Items from a dataset
• • • • • • •

use async_trait::async_trait;
use meridian_core::Timestamp;
use serde::{Deserialize, Serialize};

/// What happened
#[derive(Debug, Clone, Copy, PartialEq, Eq, Hash, Serialize, Deserialize)]
#[serde(rename_all = "snake_case")]
pub enum AlertKind {
    TradeExecuted,
    StopLossTriggered,
    TakeProfitTriggered,
    DailyLossLimit,
    EmergencyStop,
    StrategyStarted,
    StrategyStopped,
    SystemError,
    TradingModeChanged,
}

/// How urgent it is
#[derive(Debug, Clone, Copy, PartialEq, Eq, PartialOrd, Ord, Hash, Serialize, Deserialize)]
#[serde(rename_all = "lowercase")]
pub enum AlertLevel {
    Info,
    Warning,
    Critical,
}

/// An outbound notification
#[derive(Debug, Clone, PartialEq, Serialize, Deserialize)]
pub struct Alert {
    pub kind: AlertKind,
    pub level: AlertLevel,
    pub title: String,
    pub message: String,
    /// Structured details (symbol, prices, reasons)
    pub payload: serde_json::Value,
    pub timestamp: Timestamp,
}

impl Alert {
    pub fn new(
        kind: AlertKind,
        level: AlertLevel,
        title: impl Into<String>,
        message: impl Into<String>,
        timestamp: Timestamp,
    ) -> Self {
        Self {
            kind,
            level,
            title: title.into(),
            message: message.into(),
            payload: serde_json::Value::Null,
            timestamp,
        }
    }

    pub fn with_payload(mut self, payload: serde_json::Value) -> Self {
        self.payload = payload;
        self
    }
}

/// Port for outbound alerts
#[async_trait]
pub trait Notifier: Send + Sync {
    async fn notify(&self, alert: Alert);
}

• • • • • • •

## WHAT YOU ARE ASKED TO DO
Collect every line from the records above that contains the word "title".

## RESULT OF THE EXERCISE
    pub title: String,
        title: impl Into<String>,
            title: title.into(),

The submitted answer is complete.